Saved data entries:

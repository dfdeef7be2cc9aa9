use tracing::{debug, instrument, trace};

use super::{Combination, Odds, RankRequirement, Requirement};
use crate::core::{BluffError, CardSet, Rank, Suit, CARDS_PER_RANK, CARDS_PER_SUIT};

/// Exact probabilities for what will be showing once `draw` unknown cards
/// join a known hand.
///
/// The 24 card domain is split once into the known `hand` and the `remaining`
/// pool that unknown cards are drawn from without replacement. Every query is
/// a read-only count of favourable draws over all draws, so a solver can be
/// shared freely between threads.
///
/// # Example
/// ```
/// use bluff_odds::core::CardSet;
/// use bluff_odds::solver::{Combination, Odds, Solver};
///
/// let hand: CardSet = "9sTs".parse().unwrap();
/// let solver = Solver::new(hand, 3).unwrap();
///
/// // J, Q and K are all still missing and exactly three cards remain to be
/// // seen, so all three have to show up.
/// let odds = solver.odds_for(&Combination::SmallStraight);
/// assert_eq!(Odds::new(16, 385), odds.reduced());
/// ```
#[derive(Debug, Clone)]
pub struct Solver {
    /// Cards the solver already knows about.
    hand: CardSet,
    /// Everything else; the population unknown cards come from.
    remaining: CardSet,
    /// How many unknown cards will be revealed.
    draw: usize,
}

impl Solver {
    /// Create a new solver.
    ///
    /// # Arguments
    /// * `hand` - The cards already known.
    /// * `draw` - How many of the remaining cards will be revealed.
    ///
    /// # Errors
    ///
    /// `BluffError::InfeasibleDrawSize` if `draw` is larger than the number of
    /// cards outside of the hand.
    pub fn new(hand: CardSet, draw: usize) -> Result<Self, BluffError> {
        let remaining = hand.complement();
        if draw > remaining.len() {
            return Err(BluffError::InfeasibleDrawSize {
                draw,
                available: remaining.len(),
            });
        }
        debug!(%hand, draw, remaining = remaining.len(), "Creating solver");
        Ok(Self {
            hand,
            remaining,
            draw,
        })
    }

    pub fn hand(&self) -> CardSet {
        self.hand
    }

    pub fn remaining(&self) -> CardSet {
        self.remaining
    }

    pub fn draw(&self) -> usize {
        self.draw
    }

    /// Exact odds that hand plus draw meets `requirement`.
    #[instrument(level = "trace", skip(self), fields(hand = %self.hand, draw = self.draw))]
    pub fn odds(&self, requirement: &Requirement) -> Odds {
        match requirement {
            Requirement::Ranks(needs) => self.odds_ranks(needs),
            Requirement::Suit { suit, count } => self.odds_suit(*suit, *count),
            Requirement::Cards(special) => self.odds_cards(special),
        }
    }

    pub fn odds_for(&self, combination: &Combination) -> Odds {
        self.odds(&combination.requirement())
    }

    /// Probability that `combination` will hold.
    pub fn probability(&self, combination: &Combination) -> f64 {
        self.odds_for(combination).probability()
    }

    /// At least `k` cards of each named rank.
    fn odds_ranks(&self, needs: &RankRequirement) -> Odds {
        // A rank only has four cards, asking for more can never work.
        if needs.iter().any(|(_, count)| count > CARDS_PER_RANK) {
            trace!("Requirement exceeds the cards of a rank");
            return Odds::IMPOSSIBLE;
        }

        // Only the ranks the hand hasn't covered yet matter.
        let deficits: Vec<(Rank, u8)> = needs
            .iter()
            .filter_map(|(rank, count)| {
                let missing = count.saturating_sub(self.hand.count_rank(rank));
                (missing > 0).then_some((rank, missing))
            })
            .collect();

        if deficits.is_empty() {
            trace!("Hand already meets the requirement");
            return Odds::CERTAIN;
        }
        let missing: usize = deficits.iter().map(|(_, m)| *m as usize).sum();
        if missing > self.draw {
            trace!(missing, "Not enough unknown cards left");
            return Odds::IMPOSSIBLE;
        }

        let favorable = self.sum_assignments(&deficits, RankRequirement::new());
        trace!(favorable, "Counted favourable draws");
        assert!(
            favorable > 0,
            "a feasible requirement must have a favourable draw"
        );
        Odds::new(favorable, self.remaining.total_ways(self.draw))
    }

    /// Walk every joint assignment of drawn counts for the pending ranks,
    /// each from its deficit up to a full rank, and add up the exact ways.
    fn sum_assignments(&self, pending: &[(Rank, u8)], assignment: RankRequirement) -> u64 {
        match pending.split_first() {
            None => self.remaining.ways_ranks_nums(self.draw, assignment.iter()),
            Some((&(rank, deficit), rest)) => (deficit..=CARDS_PER_RANK)
                .map(|drawn| self.sum_assignments(rest, assignment.with(rank, drawn)))
                .sum(),
        }
    }

    /// At least `count` cards of `suit`.
    fn odds_suit(&self, suit: Suit, count: u8) -> Odds {
        if count > CARDS_PER_SUIT {
            trace!("Requirement exceeds the cards of a suit");
            return Odds::IMPOSSIBLE;
        }
        let missing = count.saturating_sub(self.hand.count_suit(suit)) as usize;
        if missing == 0 {
            trace!("Hand already meets the requirement");
            return Odds::CERTAIN;
        }
        if missing > self.draw {
            trace!(missing, "Not enough unknown cards left");
            return Odds::IMPOSSIBLE;
        }

        let favorable: u64 = (missing..=CARDS_PER_SUIT as usize)
            .map(|k| self.remaining.ways_suit(self.draw, suit, k))
            .sum();
        trace!(favorable, "Counted favourable draws");
        assert!(
            favorable > 0,
            "a feasible requirement must have a favourable draw"
        );
        Odds::new(favorable, self.remaining.total_ways(self.draw))
    }

    /// Every card of `special`.
    fn odds_cards(&self, special: &CardSet) -> Odds {
        let missing = special.difference(&self.hand).len();
        if missing == 0 {
            trace!("Hand already meets the requirement");
            return Odds::CERTAIN;
        }
        if missing > self.draw {
            trace!(missing, "Not enough unknown cards left");
            return Odds::IMPOSSIBLE;
        }

        // The missing cards are all in the pool, so exactly `missing` of them
        // showing up is the only way.
        let favorable = self
            .remaining
            .ways_fixed_cardset(self.draw, special, missing);
        trace!(favorable, "Counted favourable draws");
        Odds::new(favorable, self.remaining.total_ways(self.draw))
    }

    pub fn probability_high_card(&self, rank: Rank) -> f64 {
        self.probability(&Combination::HighCard(rank))
    }

    pub fn probability_pair(&self, rank: Rank) -> f64 {
        self.probability(&Combination::Pair(rank))
    }

    /// Two pairs, of `rank_a` and of `rank_b`. The ranks should differ.
    pub fn probability_two_pair(&self, rank_a: Rank, rank_b: Rank) -> f64 {
        self.probability(&Combination::TwoPair(rank_a, rank_b))
    }

    pub fn probability_three(&self, rank: Rank) -> f64 {
        self.probability(&Combination::Three(rank))
    }

    /// Three of `rank_three` and two of `rank_pair`. The ranks should differ.
    pub fn probability_full(&self, rank_three: Rank, rank_pair: Rank) -> f64 {
        self.probability(&Combination::Full(rank_three, rank_pair))
    }

    pub fn probability_quad(&self, rank: Rank) -> f64 {
        self.probability(&Combination::Quad(rank))
    }

    pub fn probability_small_straight(&self) -> f64 {
        self.probability(&Combination::SmallStraight)
    }

    pub fn probability_big_straight(&self) -> f64 {
        self.probability(&Combination::BigStraight)
    }

    /// Five or more cards of `suit`.
    pub fn probability_flush(&self, suit: Suit) -> f64 {
        self.probability(&Combination::Flush(suit))
    }

    /// The nine through king of `suit`.
    pub fn probability_small_poker(&self, suit: Suit) -> f64 {
        self.probability(&Combination::SmallPoker(suit))
    }

    /// The ten through ace of `suit`.
    pub fn probability_big_poker(&self, suit: Suit) -> f64 {
        self.probability(&Combination::BigPoker(suit))
    }
}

### What you are asked to do
If a line in the entries contains "rest", copy it.

### Exercise response
            Some((&(rank, deficit), rest)) => (deficit..=CARDS_PER_RANK)
                .map(|drawn| self.sum_assignments(rest, assignment.with(rank, drawn)))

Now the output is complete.